• _What you should do_:
The answer should contain each record below, repeated exactly.

• _The data_:
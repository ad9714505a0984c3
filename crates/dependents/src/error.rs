//! Error types for dependents lookups.
//!
//! Errors are split into two families:
//!
//! - **`Error`**: build-halting failures (bad arguments, unreadable alias
//!   config, a worker dying, a scheduler accounting mismatch)
//! - **`IndexError`**: per-file failures that are logged and collected but
//!   never stop the build
//!
//! A single malformed source file contributes zero edges; every other file is
//! still indexed. Only infrastructure problems end the build early.

use std::path::PathBuf;
use thiserror::Error;

/// Result type for dependents operations.
pub type Result<T> = std::result::Result<T, Error>;

/// Top-level error type.
///
/// When one of these is returned the build produced no usable index.
#[derive(Debug, Error)]
pub enum Error {
    /// Missing or invalid arguments. Raised before any I/O happens.
    #[error("configuration error: {0}")]
    Config(String),

    /// File system operation failed
    #[error("I/O error: {0}")]
    Io(#[from] std::io::Error),

    /// The module alias config exists but could not be understood
    #[error("invalid alias config {}: {message}", path.display())]
    AliasConfig {
        /// Config file that failed to parse
        path: PathBuf,
        /// Parser message
        message: String,
    },

    /// A worker reported a fatal failure while indexing its chunk
    #[error("worker {worker} failed: {message}")]
    Worker {
        /// Index of the failing worker
        worker: usize,
        /// Failure reported by the worker
        message: String,
    },

    /// The scheduler handed out a different number of files than it was given
    #[error("scheduler dispatched {dispatched} files but {expected} were queued")]
    Accounting {
        /// Files actually sent to workers
        dispatched: usize,
        /// Candidate files the build started with
        expected: usize,
    },

    /// Coordinator-side invariant failure
    #[error("internal error: {0}")]
    Internal(String),
}

/// Error encountered while indexing a specific file.
///
/// Collected in [`BuildStats::errors`](crate::BuildStats) and logged, never
/// returned as `Err` from a build.
#[derive(Debug, Clone, PartialEq, Eq)]
pub struct IndexError {
    /// Path to the file that failed
    pub path: PathBuf,
    /// Category of the error
    pub kind: IndexErrorKind,
    /// Human-readable error message
    pub message: String,
}

impl std::fmt::Display for IndexError {
    fn fmt(&self, f: &mut std::fmt::Formatter<'_>) -> std::fmt::Result {
        write!(
            f,
            "{}: {} ({})",
            self.path.display(),
            self.message,
            self.kind
        )
    }
}

impl std::error::Error for IndexError {}

/// Categorization of per-file errors.
///
/// Input problems are issues with the source files themselves; internal
/// problems come from the environment we read them in.
#[derive(Debug, Clone, Copy, PartialEq, Eq)]
pub enum IndexErrorKind {
    // === Input Problems (analogous to HTTP 4xx) ===
    /// Import extraction hit syntax it could not get through
    ParseFailed,

    /// File content is not valid UTF-8
    EncodingError,

    // === Internal Problems (analogous to HTTP 5xx) ===
    /// Could not read the file from disk
    IoError,
}

impl std::fmt::Display for IndexErrorKind {
    fn fmt(&self, f: &mut std::fmt::Formatter<'_>) -> std::fmt::Result {
        match self {
            Self::ParseFailed => write!(f, "parse failed"),
            Self::EncodingError => write!(f, "encoding error"),
            Self::IoError => write!(f, "I/O error"),
        }
    }
}

impl IndexErrorKind {
    /// Returns `true` if this is an input problem (4xx-style).
    #[must_use]
    pub fn is_input_error(&self) -> bool {
        matches!(self, Self::ParseFailed | Self::EncodingError)
    }

    /// Returns `true` if this is an internal problem (5xx-style).
    #[must_use]
    pub fn is_internal_error(&self) -> bool {
        matches!(self, Self::IoError)
    }
}

impl IndexError {
    /// Create a new per-file error.
    #[must_use]
    pub fn new(path: PathBuf, kind: IndexErrorKind, message: impl Into<String>) -> Self {
        Self {
            path,
            kind,
            message: message.into(),
        }
    }

    /// Create a parse error for a file.
    #[must_use]
    pub fn parse_failed(path: PathBuf, message: impl Into<String>) -> Self {
        Self::new(path, IndexErrorKind::ParseFailed, message)
    }

    /// Create an encoding error for a file.
    #[must_use]
    pub fn encoding_error(path: PathBuf) -> Self {
        Self::new(path, IndexErrorKind::EncodingError, "file is not valid UTF-8")
    }

    /// Create an I/O error for a file.
    #[must_use]
    pub fn io_error(path: PathBuf, error: &std::io::Error) -> Self {
        Self::new(path, IndexErrorKind::IoError, error.to_string())
    }
}

#[cfg(test)]
mod tests {
    use super::*;

    #[test]
    fn index_error_kind_categorization() {
        assert!(IndexErrorKind::ParseFailed.is_input_error());
        assert!(IndexErrorKind::EncodingError.is_input_error());
        assert!(!IndexErrorKind::ParseFailed.is_internal_error());

        assert!(IndexErrorKind::IoError.is_internal_error());
        assert!(!IndexErrorKind::IoError.is_input_error());
    }

    #[test]
    fn index_error_display_includes_path_and_kind() {
        let error = IndexError::parse_failed(PathBuf::from("lib/main.js"), "unterminated string");

        let display = error.to_string();
        assert!(display.contains("lib/main.js"));
        assert!(display.contains("unterminated string"));
        assert!(display.contains("parse failed"));
    }

    #[test]
    fn accounting_error_names_both_counts() {
        let error = Error::Accounting {
            dispatched: 1199,
            expected: 1200,
        };

        let display = error.to_string();
        assert!(display.contains("1199"));
        assert!(display.contains("1200"));
    }

    #[test]
    fn worker_error_names_worker() {
        let error = Error::Worker {
            worker: 3,
            message: "boom".to_string(),
        };

        assert_eq!(error.to_string(), "worker 3 failed: boom");
    }
}
//! Output helpers shared by CLI commands.

use std::path::{Path, PathBuf};

use colored::Colorize;
use dependents::{BuildStats, Strategy};

/// Errors listed before the summary switches to a count.
const MAX_LISTED_ERRORS: usize = 5;

/// Print one path per line, relative to `root` where possible.
pub fn print_paths(paths: &[PathBuf], root: &Path) {
    for path in paths {
        println!("{}", relative(path, root).display());
    }
}

/// Print a titled section of paths with a count, for human readers.
pub fn print_section(title: &str, paths: &[PathBuf], root: &Path, empty_message: &str) {
    println!(
        "{} ({} files):",
        title.white().bold(),
        paths.len().to_string().green()
    );
    if paths.is_empty() {
        println!("  {}", empty_message.dimmed());
        return;
    }
    for path in paths {
        println!("  {} {}", "•".dimmed(), relative(path, root).display());
    }
}

/// Summarize skipped files on stderr; silent when the build was clean.
pub fn print_build_warnings(stats: &BuildStats) {
    if stats.errors.is_empty() {
        return;
    }

    eprintln!(
        "{}: {} file(s) could not be indexed and were skipped",
        "warning".yellow().bold(),
        stats.errors.len()
    );
    for error in stats.errors.iter().take(MAX_LISTED_ERRORS) {
        eprintln!("  {} {error}", "•".dimmed());
    }
    if stats.errors.len() > MAX_LISTED_ERRORS {
        eprintln!(
            "  {} ... and {} more",
            "•".dimmed(),
            stats.errors.len() - MAX_LISTED_ERRORS
        );
    }
}

/// One-line description of how the index was built, for verbose runs.
pub fn describe_build(stats: &BuildStats) -> String {
    let strategy = match stats.strategy {
        Strategy::Sequential => "sequential".to_string(),
        Strategy::Parallel { workers } => {
            format!("{workers} workers, {} chunks", stats.chunks_dispatched)
        }
    };
    format!(
        "indexed {} files ({} edges) in {:.2?}, {strategy}",
        stats.files_processed, stats.edges_recorded, stats.duration
    )
}

fn relative<'a>(path: &'a Path, root: &Path) -> &'a Path {
    path.strip_prefix(root).unwrap_or(path)
}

• _Answer section_:
repository ad9714505a0984c3
filename crates/dependents/src/error.rs
//! Error types for dependents lookups.
//!
//! Errors are split into two families:
//!
//! - **`Error`**: build-halting failures (bad arguments, unreadable alias
//!   config, a worker dying, a scheduler accounting mismatch)
//! - **`IndexError`**: per-file failures that are logged and collected but
//!   never stop the build
//!
//! A single malformed source file contributes zero edges; every other file is
//! still indexed. Only infrastructure problems end the build early.

use std::path::PathBuf;
use thiserror::Error;

/// Result type for dependents operations.
pub type Result<T> = std::result::Result<T, Error>;

/// Top-level error type.
///
/// When one of these is returned the build produced no usable index.
#[derive(Debug, Error)]
pub enum Error {
    /// Missing or invalid arguments. Raised before any I/O happens.
    #[error("configuration error: {0}")]
    Config(String),

    /// File system operation failed
    #[error("I/O error: {0}")]
    Io(#[from] std::io::Error),

    /// The module alias config exists but could not be understood
    #[error("invalid alias config {}: {message}", path.display())]
    AliasConfig {
        /// Config file that failed to parse
        path: PathBuf,
        /// Parser message
        message: String,
    },

    /// A worker reported a fatal failure while indexing its chunk
    #[error("worker {worker} failed: {message}")]
    Worker {
        /// Index of the failing worker
        worker: usize,
        /// Failure reported by the worker
        message: String,
    },

    /// The scheduler handed out a different number of files than it was given
    #[error("scheduler dispatched {dispatched} files but {expected} were queued")]
    Accounting {
        /// Files actually sent to workers
        dispatched: usize,
        /// Candidate files the build started with
        expected: usize,
    },

    /// Coordinator-side invariant failure
    #[error("internal error: {0}")]
    Internal(String),
}

/// Error encountered while indexing a specific file.
///
/// Collected in [`BuildStats::errors`](crate::BuildStats) and logged, never
/// returned as `Err` from a build.
#[derive(Debug, Clone, PartialEq, Eq)]
pub struct IndexError {
    /// Path to the file that failed
    pub path: PathBuf,
    /// Category of the error
    pub kind: IndexErrorKind,
    /// Human-readable error message
    pub message: String,
}

impl std::fmt::Display for IndexError {
    fn fmt(&self, f: &mut std::fmt::Formatter<'_>) -> std::fmt::Result {
        write!(
            f,
            "{}: {} ({})",
            self.path.display(),
            self.message,
            self.kind
        )
    }
}

impl std::error::Error for IndexError {}

/// Categorization of per-file errors.
///
/// Input problems are issues with the source files themselves; internal
/// problems come from the environment we read them in.
#[derive(Debug, Clone, Copy, PartialEq, Eq)]
pub enum IndexErrorKind {
    // === Input Problems (analogous to HTTP 4xx) ===
    /// Import extraction hit syntax it could not get through
    ParseFailed,

    /// File content is not valid UTF-8
    EncodingError,

    // === Internal Problems (analogous to HTTP 5xx) ===
    /// Could not read the file from disk
    IoError,
}

impl std::fmt::Display for IndexErrorKind {
    fn fmt(&self, f: &mut std::fmt::Formatter<'_>) -> std::fmt::Result {
        match self {
            Self::ParseFailed => write!(f, "parse failed"),
            Self::EncodingError => write!(f, "encoding error"),
            Self::IoError => write!(f, "I/O error"),
        }
    }
}

impl IndexErrorKind {
    /// Returns `true` if this is an input problem (4xx-style).
    #[must_use]
    pub fn is_input_error(&self) -> bool {
        matches!(self, Self::ParseFailed | Self::EncodingError)
    }

    /// Returns `true` if this is an internal problem (5xx-style).
    #[must_use]
    pub fn is_internal_error(&self) -> bool {
        matches!(self, Self::IoError)
    }
}

impl IndexError {
    /// Create a new per-file error.
    #[must_use]
    pub fn new(path: PathBuf, kind: IndexErrorKind, message: impl Into<String>) -> Self {
        Self {
            path,
            kind,
            message: message.into(),
        }
    }

    /// Create a parse error for a file.
    #[must_use]
    pub fn parse_failed(path: PathBuf, message: impl Into<String>) -> Self {
        Self::new(path, IndexErrorKind::ParseFailed, message)
    }

    /// Create an encoding error for a file.
    #[must_use]
    pub fn encoding_error(path: PathBuf) -> Self {
        Self::new(path, IndexErrorKind::EncodingError, "file is not valid UTF-8")
    }

    /// Create an I/O error for a file.
    #[must_use]
    pub fn io_error(path: PathBuf, error: &std::io::Error) -> Self {
        Self::new(path, IndexErrorKind::IoError, error.to_string())
    }
}

#[cfg(test)]
mod tests {
    use super::*;

    #[test]
    fn index_error_kind_categorization() {
        assert!(IndexErrorKind::ParseFailed.is_input_error());
        assert!(IndexErrorKind::EncodingError.is_input_error());
        assert!(!IndexErrorKind::ParseFailed.is_internal_error());

        assert!(IndexErrorKind::IoError.is_internal_error());
        assert!(!IndexErrorKind::IoError.is_input_error());
    }

    #[test]
    fn index_error_display_includes_path_and_kind() {
        let error = IndexError::parse_failed(PathBuf::from("lib/main.js"), "unterminated string");

        let display = error.to_string();
        assert!(display.contains("lib/main.js"));
        assert!(display.contains("unterminated string"));
        assert!(display.contains("parse failed"));
    }

    #[test]
    fn accounting_error_names_both_counts() {
        let error = Error::Accounting {
            dispatched: 1199,
            expected: 1200,
        };

        let display = error.to_string();
        assert!(display.contains("1199"));
        assert!(display.contains("1200"));
    }

    #[test]
    fn worker_error_names_worker() {
        let error = Error::Worker {
            worker: 3,
            message: "boom".to_string(),
        };

        assert_eq!(error.to_string(), "worker 3 failed: boom");
    }
}
//! Output helpers shared by CLI commands.

use std::path::{Path, PathBuf};

use colored::Colorize;
use dependents::{BuildStats, Strategy};

/// Errors listed before the summary switches to a count.
const MAX_LISTED_ERRORS: usize = 5;

/// Print one path per line, relative to `root` where possible.
pub fn print_paths(paths: &[PathBuf], root: &Path) {
    for path in paths {
        println!("{}", relative(path, root).display());
    }
}

/// Print a titled section of paths with a count, for human readers.
pub fn print_section(title: &str, paths: &[PathBuf], root: &Path, empty_message: &str) {
    println!(
        "{} ({} files):",
        title.white().bold(),
        paths.len().to_string().green()
    );
    if paths.is_empty() {
        println!("  {}", empty_message.dimmed());
        return;
    }
    for path in paths {
        println!("  {} {}", "•".dimmed(), relative(path, root).display());
    }
}

/// Summarize skipped files on stderr; silent when the build was clean.
pub fn print_build_warnings(stats: &BuildStats) {
    if stats.errors.is_empty() {
        return;
    }

    eprintln!(
        "{}: {} file(s) could not be indexed and were skipped",
        "warning".yellow().bold(),
        stats.errors.len()
    );
    for error in stats.errors.iter().take(MAX_LISTED_ERRORS) {
        eprintln!("  {} {error}", "•".dimmed());
    }
    if stats.errors.len() > MAX_LISTED_ERRORS {
        eprintln!(
            "  {} ... and {} more",
            "•".dimmed(),
            stats.errors.len() - MAX_LISTED_ERRORS
        );
    }
}

/// One-line description of how the index was built, for verbose runs.
pub fn describe_build(stats: &BuildStats) -> String {
    let strategy = match stats.strategy {
        Strategy::Sequential => "sequential".to_string(),
        Strategy::Parallel { workers } => {
            format!("{workers} workers, {} chunks", stats.chunks_dispatched)
        }
    };
    format!(
        "indexed {} files ({} edges) in {:.2?}, {strategy}",
        stats.files_processed, stats.edges_recorded, stats.duration
    )
}

fn relative<'a>(path: &'a Path, root: &Path) -> &'a Path {
    path.strip_prefix(root).unwrap_or(path)
}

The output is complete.